+++ Dataset +++

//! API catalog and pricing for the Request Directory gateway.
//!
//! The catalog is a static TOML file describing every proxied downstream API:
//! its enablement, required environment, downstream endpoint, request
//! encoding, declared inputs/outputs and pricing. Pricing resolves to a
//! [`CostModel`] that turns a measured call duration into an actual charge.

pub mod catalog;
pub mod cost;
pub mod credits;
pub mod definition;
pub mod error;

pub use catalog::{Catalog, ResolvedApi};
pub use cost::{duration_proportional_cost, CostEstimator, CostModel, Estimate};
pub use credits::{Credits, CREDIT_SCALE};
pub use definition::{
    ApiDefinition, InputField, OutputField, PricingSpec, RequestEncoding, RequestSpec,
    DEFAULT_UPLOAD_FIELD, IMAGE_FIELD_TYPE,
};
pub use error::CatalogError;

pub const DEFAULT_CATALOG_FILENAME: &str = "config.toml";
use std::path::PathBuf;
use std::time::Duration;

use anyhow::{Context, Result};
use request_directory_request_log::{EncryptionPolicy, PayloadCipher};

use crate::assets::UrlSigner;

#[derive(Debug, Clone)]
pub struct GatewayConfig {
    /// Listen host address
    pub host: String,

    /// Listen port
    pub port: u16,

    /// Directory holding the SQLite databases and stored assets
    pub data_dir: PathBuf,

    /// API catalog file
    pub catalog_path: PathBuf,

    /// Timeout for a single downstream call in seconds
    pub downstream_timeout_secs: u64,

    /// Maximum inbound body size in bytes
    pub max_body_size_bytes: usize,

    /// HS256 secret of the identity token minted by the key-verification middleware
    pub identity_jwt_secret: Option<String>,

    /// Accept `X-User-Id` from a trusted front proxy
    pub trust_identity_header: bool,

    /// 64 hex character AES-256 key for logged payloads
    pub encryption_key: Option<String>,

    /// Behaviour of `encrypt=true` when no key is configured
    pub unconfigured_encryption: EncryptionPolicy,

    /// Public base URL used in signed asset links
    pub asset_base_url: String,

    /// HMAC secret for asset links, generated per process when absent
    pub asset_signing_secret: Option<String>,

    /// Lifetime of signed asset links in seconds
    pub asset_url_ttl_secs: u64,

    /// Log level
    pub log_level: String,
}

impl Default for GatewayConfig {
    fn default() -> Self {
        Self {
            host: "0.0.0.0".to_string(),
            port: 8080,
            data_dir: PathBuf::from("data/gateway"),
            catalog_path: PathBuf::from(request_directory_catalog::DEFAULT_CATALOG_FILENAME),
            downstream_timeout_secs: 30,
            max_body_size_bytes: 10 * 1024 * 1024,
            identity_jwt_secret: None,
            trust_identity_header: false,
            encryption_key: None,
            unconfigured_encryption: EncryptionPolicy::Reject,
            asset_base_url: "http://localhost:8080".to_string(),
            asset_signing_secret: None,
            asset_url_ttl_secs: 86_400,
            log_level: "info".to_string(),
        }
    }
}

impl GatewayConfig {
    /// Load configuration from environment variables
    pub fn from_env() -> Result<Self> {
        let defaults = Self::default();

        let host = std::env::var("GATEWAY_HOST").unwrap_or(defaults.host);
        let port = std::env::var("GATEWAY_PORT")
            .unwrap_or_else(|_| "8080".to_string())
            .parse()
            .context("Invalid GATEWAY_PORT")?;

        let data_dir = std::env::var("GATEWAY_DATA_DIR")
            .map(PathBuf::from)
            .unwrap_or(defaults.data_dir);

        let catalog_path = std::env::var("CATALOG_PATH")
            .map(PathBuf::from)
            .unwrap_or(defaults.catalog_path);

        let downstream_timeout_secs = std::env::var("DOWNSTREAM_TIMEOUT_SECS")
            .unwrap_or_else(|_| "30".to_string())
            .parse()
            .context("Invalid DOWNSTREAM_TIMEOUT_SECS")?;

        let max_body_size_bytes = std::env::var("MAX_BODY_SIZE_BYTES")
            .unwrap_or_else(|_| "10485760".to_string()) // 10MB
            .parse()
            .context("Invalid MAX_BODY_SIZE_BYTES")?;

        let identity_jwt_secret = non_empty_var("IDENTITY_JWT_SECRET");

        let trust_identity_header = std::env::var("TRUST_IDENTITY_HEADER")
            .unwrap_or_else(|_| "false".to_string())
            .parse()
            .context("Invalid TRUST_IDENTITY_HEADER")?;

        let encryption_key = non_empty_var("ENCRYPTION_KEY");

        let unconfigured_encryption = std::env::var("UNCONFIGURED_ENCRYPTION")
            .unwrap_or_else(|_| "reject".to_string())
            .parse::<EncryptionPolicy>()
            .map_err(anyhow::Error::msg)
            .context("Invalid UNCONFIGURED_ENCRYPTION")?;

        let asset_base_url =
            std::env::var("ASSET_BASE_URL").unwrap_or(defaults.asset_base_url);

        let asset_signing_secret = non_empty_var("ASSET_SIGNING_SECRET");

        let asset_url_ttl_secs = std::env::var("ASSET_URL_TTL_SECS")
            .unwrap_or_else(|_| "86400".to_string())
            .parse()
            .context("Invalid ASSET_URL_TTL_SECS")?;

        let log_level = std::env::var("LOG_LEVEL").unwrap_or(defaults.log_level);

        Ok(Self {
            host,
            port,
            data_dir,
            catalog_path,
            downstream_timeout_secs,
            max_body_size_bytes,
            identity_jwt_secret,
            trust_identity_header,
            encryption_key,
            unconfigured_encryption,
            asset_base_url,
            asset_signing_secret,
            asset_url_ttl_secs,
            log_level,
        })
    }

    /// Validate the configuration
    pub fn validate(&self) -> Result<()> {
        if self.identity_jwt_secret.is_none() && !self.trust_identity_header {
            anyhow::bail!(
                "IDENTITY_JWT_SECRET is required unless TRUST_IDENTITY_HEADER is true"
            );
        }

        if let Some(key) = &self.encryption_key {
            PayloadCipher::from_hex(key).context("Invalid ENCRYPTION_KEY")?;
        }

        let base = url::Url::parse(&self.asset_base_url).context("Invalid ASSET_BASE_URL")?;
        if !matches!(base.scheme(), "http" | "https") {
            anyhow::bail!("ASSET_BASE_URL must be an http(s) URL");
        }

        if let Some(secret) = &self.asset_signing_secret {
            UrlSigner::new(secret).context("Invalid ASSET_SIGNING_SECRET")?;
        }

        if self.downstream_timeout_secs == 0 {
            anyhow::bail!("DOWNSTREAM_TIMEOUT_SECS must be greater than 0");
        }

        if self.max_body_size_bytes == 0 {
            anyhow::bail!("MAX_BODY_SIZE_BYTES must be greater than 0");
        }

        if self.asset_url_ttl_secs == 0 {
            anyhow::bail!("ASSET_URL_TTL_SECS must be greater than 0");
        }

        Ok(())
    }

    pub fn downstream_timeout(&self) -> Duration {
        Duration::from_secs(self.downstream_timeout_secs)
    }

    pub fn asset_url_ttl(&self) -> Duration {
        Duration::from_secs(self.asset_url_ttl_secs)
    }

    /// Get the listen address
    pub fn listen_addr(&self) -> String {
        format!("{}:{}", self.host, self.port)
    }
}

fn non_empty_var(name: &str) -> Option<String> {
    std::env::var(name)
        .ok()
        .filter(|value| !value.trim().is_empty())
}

+++
+++ Dataset +++

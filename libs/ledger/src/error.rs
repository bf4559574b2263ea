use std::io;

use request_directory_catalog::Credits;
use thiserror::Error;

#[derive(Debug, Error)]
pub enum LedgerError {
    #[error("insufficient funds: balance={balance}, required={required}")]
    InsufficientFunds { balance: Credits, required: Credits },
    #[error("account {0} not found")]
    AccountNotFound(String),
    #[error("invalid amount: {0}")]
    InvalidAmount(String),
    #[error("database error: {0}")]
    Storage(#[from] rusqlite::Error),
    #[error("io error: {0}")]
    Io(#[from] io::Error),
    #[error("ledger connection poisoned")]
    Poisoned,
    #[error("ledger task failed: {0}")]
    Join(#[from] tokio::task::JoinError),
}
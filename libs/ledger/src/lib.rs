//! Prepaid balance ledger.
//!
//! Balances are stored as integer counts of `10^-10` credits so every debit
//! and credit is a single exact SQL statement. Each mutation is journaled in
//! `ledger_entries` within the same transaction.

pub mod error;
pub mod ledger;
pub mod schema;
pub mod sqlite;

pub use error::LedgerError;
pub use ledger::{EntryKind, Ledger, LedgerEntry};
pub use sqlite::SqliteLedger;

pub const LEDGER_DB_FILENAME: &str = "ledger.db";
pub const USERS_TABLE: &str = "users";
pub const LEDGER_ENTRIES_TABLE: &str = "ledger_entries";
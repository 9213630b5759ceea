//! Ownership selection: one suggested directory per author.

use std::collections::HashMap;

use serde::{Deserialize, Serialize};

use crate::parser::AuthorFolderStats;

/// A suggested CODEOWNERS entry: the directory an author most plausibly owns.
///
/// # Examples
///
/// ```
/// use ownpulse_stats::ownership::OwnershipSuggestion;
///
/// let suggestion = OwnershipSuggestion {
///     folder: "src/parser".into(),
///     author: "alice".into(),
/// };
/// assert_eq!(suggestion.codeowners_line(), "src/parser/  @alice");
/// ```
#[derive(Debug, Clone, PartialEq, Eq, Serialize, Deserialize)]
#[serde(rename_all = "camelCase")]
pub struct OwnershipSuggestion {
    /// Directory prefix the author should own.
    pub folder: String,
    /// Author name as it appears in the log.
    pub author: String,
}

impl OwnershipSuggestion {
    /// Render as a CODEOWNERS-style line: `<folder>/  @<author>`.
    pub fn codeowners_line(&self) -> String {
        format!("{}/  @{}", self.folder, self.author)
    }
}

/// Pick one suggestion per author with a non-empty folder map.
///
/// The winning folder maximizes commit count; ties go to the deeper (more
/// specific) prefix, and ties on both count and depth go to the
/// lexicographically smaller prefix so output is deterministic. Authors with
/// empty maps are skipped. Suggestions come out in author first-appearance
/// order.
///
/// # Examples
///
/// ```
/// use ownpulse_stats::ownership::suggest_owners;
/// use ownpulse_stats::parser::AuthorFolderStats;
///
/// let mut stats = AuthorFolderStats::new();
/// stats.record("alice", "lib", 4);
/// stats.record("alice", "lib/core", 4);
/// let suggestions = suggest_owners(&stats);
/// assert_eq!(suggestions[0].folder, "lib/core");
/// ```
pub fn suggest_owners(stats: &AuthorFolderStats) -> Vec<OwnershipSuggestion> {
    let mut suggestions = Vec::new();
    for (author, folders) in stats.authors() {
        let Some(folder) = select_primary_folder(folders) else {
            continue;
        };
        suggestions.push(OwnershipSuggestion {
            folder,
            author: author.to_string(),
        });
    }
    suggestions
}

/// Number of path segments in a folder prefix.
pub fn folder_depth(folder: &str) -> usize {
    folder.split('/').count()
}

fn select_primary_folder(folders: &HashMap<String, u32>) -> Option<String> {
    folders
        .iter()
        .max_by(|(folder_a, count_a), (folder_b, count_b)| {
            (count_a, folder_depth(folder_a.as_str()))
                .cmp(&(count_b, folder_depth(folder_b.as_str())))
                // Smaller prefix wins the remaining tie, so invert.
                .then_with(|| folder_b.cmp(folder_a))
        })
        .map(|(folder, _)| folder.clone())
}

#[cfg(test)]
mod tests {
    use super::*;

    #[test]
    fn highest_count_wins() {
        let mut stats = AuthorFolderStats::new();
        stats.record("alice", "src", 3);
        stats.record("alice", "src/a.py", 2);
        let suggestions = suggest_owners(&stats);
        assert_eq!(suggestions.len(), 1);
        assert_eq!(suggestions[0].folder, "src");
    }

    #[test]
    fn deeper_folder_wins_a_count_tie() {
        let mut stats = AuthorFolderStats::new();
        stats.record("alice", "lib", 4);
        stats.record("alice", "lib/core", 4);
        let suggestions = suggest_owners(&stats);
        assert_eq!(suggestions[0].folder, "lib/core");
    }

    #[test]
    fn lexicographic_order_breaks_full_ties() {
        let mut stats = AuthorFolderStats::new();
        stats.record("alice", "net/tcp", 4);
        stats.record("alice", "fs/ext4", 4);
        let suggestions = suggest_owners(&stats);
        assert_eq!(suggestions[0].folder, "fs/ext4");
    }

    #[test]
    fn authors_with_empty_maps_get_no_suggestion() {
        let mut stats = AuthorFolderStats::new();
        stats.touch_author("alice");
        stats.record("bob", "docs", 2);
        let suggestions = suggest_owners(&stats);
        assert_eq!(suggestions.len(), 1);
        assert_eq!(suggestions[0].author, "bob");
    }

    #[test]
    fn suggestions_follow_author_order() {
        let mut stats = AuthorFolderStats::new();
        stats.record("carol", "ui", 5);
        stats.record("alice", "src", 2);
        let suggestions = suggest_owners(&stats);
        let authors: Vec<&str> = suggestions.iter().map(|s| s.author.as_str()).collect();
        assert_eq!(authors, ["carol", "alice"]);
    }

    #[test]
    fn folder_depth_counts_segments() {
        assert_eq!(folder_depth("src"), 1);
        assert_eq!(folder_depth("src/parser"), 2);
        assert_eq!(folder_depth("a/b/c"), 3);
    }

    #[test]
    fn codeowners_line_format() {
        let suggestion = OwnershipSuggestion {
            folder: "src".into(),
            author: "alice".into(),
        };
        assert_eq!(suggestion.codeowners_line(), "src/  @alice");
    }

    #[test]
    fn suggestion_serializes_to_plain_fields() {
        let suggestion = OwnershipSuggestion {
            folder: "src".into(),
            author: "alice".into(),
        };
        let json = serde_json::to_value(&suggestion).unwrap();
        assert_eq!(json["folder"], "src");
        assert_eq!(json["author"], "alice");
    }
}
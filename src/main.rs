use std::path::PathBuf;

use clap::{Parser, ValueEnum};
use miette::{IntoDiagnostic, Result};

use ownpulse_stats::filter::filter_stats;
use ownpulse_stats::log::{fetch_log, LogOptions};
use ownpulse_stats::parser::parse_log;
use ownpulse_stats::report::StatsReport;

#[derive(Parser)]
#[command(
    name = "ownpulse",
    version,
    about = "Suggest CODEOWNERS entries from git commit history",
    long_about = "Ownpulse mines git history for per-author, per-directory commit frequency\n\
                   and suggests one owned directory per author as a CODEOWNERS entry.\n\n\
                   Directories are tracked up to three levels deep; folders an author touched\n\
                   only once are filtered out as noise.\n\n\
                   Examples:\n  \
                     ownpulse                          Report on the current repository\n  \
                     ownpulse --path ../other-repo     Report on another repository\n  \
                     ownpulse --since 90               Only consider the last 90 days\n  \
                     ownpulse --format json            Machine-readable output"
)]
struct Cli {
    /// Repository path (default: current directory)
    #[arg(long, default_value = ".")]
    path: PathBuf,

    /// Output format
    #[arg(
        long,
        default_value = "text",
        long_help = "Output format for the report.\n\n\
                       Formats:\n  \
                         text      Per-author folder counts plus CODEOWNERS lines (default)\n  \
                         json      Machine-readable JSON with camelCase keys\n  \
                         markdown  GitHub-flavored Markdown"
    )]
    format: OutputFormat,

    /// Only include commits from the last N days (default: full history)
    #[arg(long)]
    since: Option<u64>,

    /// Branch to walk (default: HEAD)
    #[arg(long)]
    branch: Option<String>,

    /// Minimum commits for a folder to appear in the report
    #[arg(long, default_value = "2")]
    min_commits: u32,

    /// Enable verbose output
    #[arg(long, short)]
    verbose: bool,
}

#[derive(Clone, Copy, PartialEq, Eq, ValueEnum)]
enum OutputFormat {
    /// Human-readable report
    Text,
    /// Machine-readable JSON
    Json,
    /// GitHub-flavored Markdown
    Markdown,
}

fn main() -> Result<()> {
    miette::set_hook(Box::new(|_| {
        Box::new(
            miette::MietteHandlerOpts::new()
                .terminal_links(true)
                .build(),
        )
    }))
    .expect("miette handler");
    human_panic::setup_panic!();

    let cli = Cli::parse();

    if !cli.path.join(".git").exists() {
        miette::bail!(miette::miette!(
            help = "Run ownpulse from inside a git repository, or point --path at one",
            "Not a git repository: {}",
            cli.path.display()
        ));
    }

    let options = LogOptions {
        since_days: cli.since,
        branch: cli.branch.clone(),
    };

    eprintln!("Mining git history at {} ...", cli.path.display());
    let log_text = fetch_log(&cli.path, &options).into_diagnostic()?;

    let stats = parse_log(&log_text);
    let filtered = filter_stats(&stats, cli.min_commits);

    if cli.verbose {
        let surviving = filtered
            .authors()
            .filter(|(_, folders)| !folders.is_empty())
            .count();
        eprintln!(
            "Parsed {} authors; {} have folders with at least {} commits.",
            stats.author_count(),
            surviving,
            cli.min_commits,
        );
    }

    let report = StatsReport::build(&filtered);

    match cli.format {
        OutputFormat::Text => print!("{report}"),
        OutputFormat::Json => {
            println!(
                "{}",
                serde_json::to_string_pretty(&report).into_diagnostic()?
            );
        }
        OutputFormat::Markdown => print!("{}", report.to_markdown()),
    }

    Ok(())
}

+++
+++ Dataset +++

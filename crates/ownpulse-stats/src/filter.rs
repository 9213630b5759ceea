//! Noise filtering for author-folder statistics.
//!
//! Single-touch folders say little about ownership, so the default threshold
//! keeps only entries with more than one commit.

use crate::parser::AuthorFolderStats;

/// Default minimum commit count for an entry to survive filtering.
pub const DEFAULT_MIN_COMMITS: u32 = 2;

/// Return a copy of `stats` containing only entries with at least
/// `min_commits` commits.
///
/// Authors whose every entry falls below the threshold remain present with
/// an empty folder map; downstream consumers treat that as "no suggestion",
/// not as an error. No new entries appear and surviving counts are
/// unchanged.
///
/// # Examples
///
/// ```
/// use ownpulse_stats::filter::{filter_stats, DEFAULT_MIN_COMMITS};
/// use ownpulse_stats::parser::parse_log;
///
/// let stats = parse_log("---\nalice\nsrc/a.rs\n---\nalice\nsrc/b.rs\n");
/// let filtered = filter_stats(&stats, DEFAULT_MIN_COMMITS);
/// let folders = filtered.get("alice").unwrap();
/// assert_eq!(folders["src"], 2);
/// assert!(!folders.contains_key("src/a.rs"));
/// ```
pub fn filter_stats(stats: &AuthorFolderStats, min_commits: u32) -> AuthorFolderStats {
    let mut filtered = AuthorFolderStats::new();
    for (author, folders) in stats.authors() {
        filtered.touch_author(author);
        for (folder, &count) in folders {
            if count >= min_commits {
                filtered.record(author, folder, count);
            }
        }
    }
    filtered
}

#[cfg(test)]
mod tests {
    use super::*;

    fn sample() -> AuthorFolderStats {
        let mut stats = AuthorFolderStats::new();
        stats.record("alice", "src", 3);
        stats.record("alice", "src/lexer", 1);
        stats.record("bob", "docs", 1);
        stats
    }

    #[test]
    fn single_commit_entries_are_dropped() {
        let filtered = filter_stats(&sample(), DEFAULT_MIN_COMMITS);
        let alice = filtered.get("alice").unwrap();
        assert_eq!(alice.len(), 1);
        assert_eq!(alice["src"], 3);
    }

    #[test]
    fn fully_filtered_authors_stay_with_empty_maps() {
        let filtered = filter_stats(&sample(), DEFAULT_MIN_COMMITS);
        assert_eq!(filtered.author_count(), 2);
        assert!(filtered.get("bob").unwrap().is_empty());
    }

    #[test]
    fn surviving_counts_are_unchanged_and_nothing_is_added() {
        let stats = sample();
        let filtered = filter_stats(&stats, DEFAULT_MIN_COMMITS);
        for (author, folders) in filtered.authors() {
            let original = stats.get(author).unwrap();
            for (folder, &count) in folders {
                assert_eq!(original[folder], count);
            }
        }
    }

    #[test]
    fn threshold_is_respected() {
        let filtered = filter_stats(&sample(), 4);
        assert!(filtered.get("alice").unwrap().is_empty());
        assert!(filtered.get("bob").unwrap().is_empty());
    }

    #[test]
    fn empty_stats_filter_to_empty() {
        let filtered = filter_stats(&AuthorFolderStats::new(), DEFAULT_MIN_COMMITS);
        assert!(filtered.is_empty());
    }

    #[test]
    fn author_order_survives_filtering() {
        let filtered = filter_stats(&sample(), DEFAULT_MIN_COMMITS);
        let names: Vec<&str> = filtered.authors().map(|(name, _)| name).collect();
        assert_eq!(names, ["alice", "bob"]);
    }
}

+++

* _What to produce_
Above are the entries. Copy exactly the part that opens with the line containing "The catalog is" and closes with the line containing "the key-verification middleware", and no more.

* _Output for this exercise_
//! The catalog is a static TOML file describing every proxied downstream API:
//! its enablement, required environment, downstream endpoint, request
//! encoding, declared inputs/outputs and pricing. Pricing resolves to a
//! [`CostModel`] that turns a measured call duration into an actual charge.

pub mod catalog;
pub mod cost;
pub mod credits;
pub mod definition;
pub mod error;

pub use catalog::{Catalog, ResolvedApi};
pub use cost::{duration_proportional_cost, CostEstimator, CostModel, Estimate};
pub use credits::{Credits, CREDIT_SCALE};
pub use definition::{
    ApiDefinition, InputField, OutputField, PricingSpec, RequestEncoding, RequestSpec,
    DEFAULT_UPLOAD_FIELD, IMAGE_FIELD_TYPE,
};
pub use error::CatalogError;

pub const DEFAULT_CATALOG_FILENAME: &str = "config.toml";
use std::path::PathBuf;
use std::time::Duration;

use anyhow::{Context, Result};
use request_directory_request_log::{EncryptionPolicy, PayloadCipher};

use crate::assets::UrlSigner;

#[derive(Debug, Clone)]
pub struct GatewayConfig {
    /// Listen host address
    pub host: String,

    /// Listen port
    pub port: u16,

    /// Directory holding the SQLite databases and stored assets
    pub data_dir: PathBuf,

    /// API catalog file
    pub catalog_path: PathBuf,

    /// Timeout for a single downstream call in seconds
    pub downstream_timeout_secs: u64,

    /// Maximum inbound body size in bytes
    pub max_body_size_bytes: usize,

    /// HS256 secret of the identity token minted by the key-verification middleware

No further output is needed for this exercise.